Start of Data for review
//! Error types for the simulation driver.

use motorctl_control::ControlError;
use thiserror::Error;

/// Errors from configuration loading, simulation setup and trace export.
#[derive(Error, Debug)]
pub enum SimError {
    /// The control core rejected its parameters.
    #[error("Control error: {0}")]
    Control(#[from] ControlError),

    /// A configuration value is out of its valid domain.
    #[error("Invalid configuration: {0}")]
    InvalidConfiguration(String),

    /// A file extension or format name is not recognised.
    #[error("Unsupported format: {0}")]
    UnsupportedFormat(String),

    /// Filesystem error.
    #[error("IO error: {0}")]
    Io(#[from] std::io::Error),

    /// YAML decoding or encoding error.
    #[error("YAML error: {0}")]
    Yaml(#[from] serde_yaml::Error),

    /// JSON decoding or encoding error.
    #[error("JSON error: {0}")]
    Json(#[from] serde_json::Error),

    /// CSV encoding error.
    #[error("CSV error: {0}")]
    Csv(#[from] csv::Error),
}

impl SimError {
    pub(crate) fn invalid(msg: impl Into<String>) -> Self {
        SimError::InvalidConfiguration(msg.into())
    }
}
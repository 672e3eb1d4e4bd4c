//! Piecewise-constant setpoint profile.

use serde::{Deserialize, Serialize};

use crate::error::SimError;

/// One constant stretch of the profile.
///
/// The segment is active strictly inside `(start, end)`; at the boundary
/// instants themselves the profile falls back to its default value.
#[derive(Debug, Clone, Copy, PartialEq, Serialize, Deserialize)]
pub struct SetpointSegment {
    /// Segment start time in seconds (exclusive)
    pub start: f64,
    /// Segment end time in seconds (exclusive)
    pub end: f64,
    /// Setpoint while the segment is active
    pub value: f64,
}

impl SetpointSegment {
    /// Create a segment.
    pub fn new(start: f64, end: f64, value: f64) -> Self {
        Self { start, end, value }
    }

    /// Whether `time` lies strictly inside the segment.
    pub fn contains(&self, time: f64) -> bool {
        time > self.start && time < self.end
    }
}

/// Setpoint as a function of time.
///
/// Segments are checked in order and the first one containing `t` wins.
#[derive(Debug, Clone, PartialEq, Default, Serialize, Deserialize)]
pub struct SetpointProfile {
    /// Value outside every segment
    #[serde(default)]
    pub default_value: f64,
    /// Ordered segments
    #[serde(default)]
    pub segments: Vec<SetpointSegment>,
}

impl SetpointProfile {
    /// A profile that holds `value` forever.
    pub fn constant(value: f64) -> Self {
        Self {
            default_value: value,
            segments: Vec::new(),
        }
    }

    /// Rest, step to 5, step to 10, back to 5, rest.
    ///
    /// ```text
    ///  2 s < t <  5 s :  5
    ///  5 s < t < 10 s : 10
    /// 10 s < t < 15 s :  5
    /// otherwise       :  0
    /// ```
    pub fn step_sequence() -> Self {
        Self {
            default_value: 0.0,
            segments: vec![
                SetpointSegment::new(2.0, 5.0, 5.0),
                SetpointSegment::new(5.0, 10.0, 10.0),
                SetpointSegment::new(10.0, 15.0, 5.0),
            ],
        }
    }

    /// Append a segment. Returns `self` for chaining.
    pub fn with_segment(mut self, start: f64, end: f64, value: f64) -> Self {
        self.segments.push(SetpointSegment::new(start, end, value));
        self
    }

    /// Setpoint at `time`.
    pub fn value_at(&self, time: f64) -> f64 {
        self.segments
            .iter()
            .find(|segment| segment.contains(time))
            .map_or(self.default_value, |segment| segment.value)
    }

    /// Check that every value is finite and every segment is non-empty.
    ///
    /// # Errors
    ///
    /// Returns [`SimError::InvalidConfiguration`] naming the offending segment.
    pub fn validate(&self) -> Result<(), SimError> {
        if !self.default_value.is_finite() {
            return Err(SimError::invalid("setpoint default value must be finite"));
        }
        for (index, segment) in self.segments.iter().enumerate() {
            if !(segment.start.is_finite() && segment.end.is_finite() && segment.value.is_finite())
            {
                return Err(SimError::invalid(format!(
                    "setpoint segment {index} has non-finite fields"
                )));
            }
            if segment.start >= segment.end {
                return Err(SimError::invalid(format!(
                    "setpoint segment {index} must start before it ends ({} >= {})",
                    segment.start, segment.end
                )));
            }
        }
        Ok(())
    }
}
End of Data for review
**What the exercise asks:** Write out the records shown above, exactly as they appear.

**Response to this task:**
//! Error types for the simulation driver.

use motorctl_control::ControlError;
use thiserror::Error;

/// Errors from configuration loading, simulation setup and trace export.
#[derive(Error, Debug)]
pub enum SimError {
    /// The control core rejected its parameters.
    #[error("Control error: {0}")]
    Control(#[from] ControlError),

    /// A configuration value is out of its valid domain.
    #[error("Invalid configuration: {0}")]
    InvalidConfiguration(String),

    /// A file extension or format name is not recognised.
    #[error("Unsupported format: {0}")]
    UnsupportedFormat(String),

    /// Filesystem error.
    #[error("IO error: {0}")]
    Io(#[from] std::io::Error),

    /// YAML decoding or encoding error.
    #[error("YAML error: {0}")]
    Yaml(#[from] serde_yaml::Error),

    /// JSON decoding or encoding error.
    #[error("JSON error: {0}")]
    Json(#[from] serde_json::Error),

    /// CSV encoding error.
    #[error("CSV error: {0}")]
    Csv(#[from] csv::Error),
}

impl SimError {
    pub(crate) fn invalid(msg: impl Into<String>) -> Self {
        SimError::InvalidConfiguration(msg.into())
    }
}
repository 672e3eb1d4e4bd4c
//! Piecewise-constant setpoint profile.

use serde::{Deserialize, Serialize};

use crate::error::SimError;

/// One constant stretch of the profile.
///
/// The segment is active strictly inside `(start, end)`; at the boundary
/// instants themselves the profile falls back to its default value.
#[derive(Debug, Clone, Copy, PartialEq, Serialize, Deserialize)]
pub struct SetpointSegment {
    /// Segment start time in seconds (exclusive)
    pub start: f64,
    /// Segment end time in seconds (exclusive)
    pub end: f64,
    /// Setpoint while the segment is active
    pub value: f64,
}

impl SetpointSegment {
    /// Create a segment.
    pub fn new(start: f64, end: f64, value: f64) -> Self {
        Self { start, end, value }
    }

    /// Whether `time` lies strictly inside the segment.
    pub fn contains(&self, time: f64) -> bool {
        time > self.start && time < self.end
    }
}

/// Setpoint as a function of time.
///
/// Segments are checked in order and the first one containing `t` wins.
#[derive(Debug, Clone, PartialEq, Default, Serialize, Deserialize)]
pub struct SetpointProfile {
    /// Value outside every segment
    #[serde(default)]
    pub default_value: f64,
    /// Ordered segments
    #[serde(default)]
    pub segments: Vec<SetpointSegment>,
}

impl SetpointProfile {
    /// A profile that holds `value` forever.
    pub fn constant(value: f64) -> Self {
        Self {
            default_value: value,
            segments: Vec::new(),
        }
    }

    /// Rest, step to 5, step to 10, back to 5, rest.
    ///
    /// ```text
    ///  2 s < t <  5 s :  5
    ///  5 s < t < 10 s : 10
    /// 10 s < t < 15 s :  5
    /// otherwise       :  0
    /// ```
    pub fn step_sequence() -> Self {
        Self {
            default_value: 0.0,
            segments: vec![
                SetpointSegment::new(2.0, 5.0, 5.0),
                SetpointSegment::new(5.0, 10.0, 10.0),
                SetpointSegment::new(10.0, 15.0, 5.0),
            ],
        }
    }

    /// Append a segment. Returns `self` for chaining.
    pub fn with_segment(mut self, start: f64, end: f64, value: f64) -> Self {
        self.segments.push(SetpointSegment::new(start, end, value));
        self
    }

    /// Setpoint at `time`.
    pub fn value_at(&self, time: f64) -> f64 {
        self.segments
            .iter()
            .find(|segment| segment.contains(time))
            .map_or(self.default_value, |segment| segment.value)
    }

    /// Check that every value is finite and every segment is non-empty.
    ///
    /// # Errors
    ///
    /// Returns [`SimError::InvalidConfiguration`] naming the offending segment.
    pub fn validate(&self) -> Result<(), SimError> {
        if !self.default_value.is_finite() {
            return Err(SimError::invalid("setpoint default value must be finite"));
        }
        for (index, segment) in self.segments.iter().enumerate() {
            if !(segment.start.is_finite() && segment.end.is_finite() && segment.value.is_finite())
            {
                return Err(SimError::invalid(format!(
                    "setpoint segment {index} has non-finite fields"
                )));
            }
            if segment.start >= segment.end {
                return Err(SimError::invalid(format!(
                    "setpoint segment {index} must start before it ends ({} >= {})",
                    segment.start, segment.end
                )));
            }
        }
        Ok(())
    }
}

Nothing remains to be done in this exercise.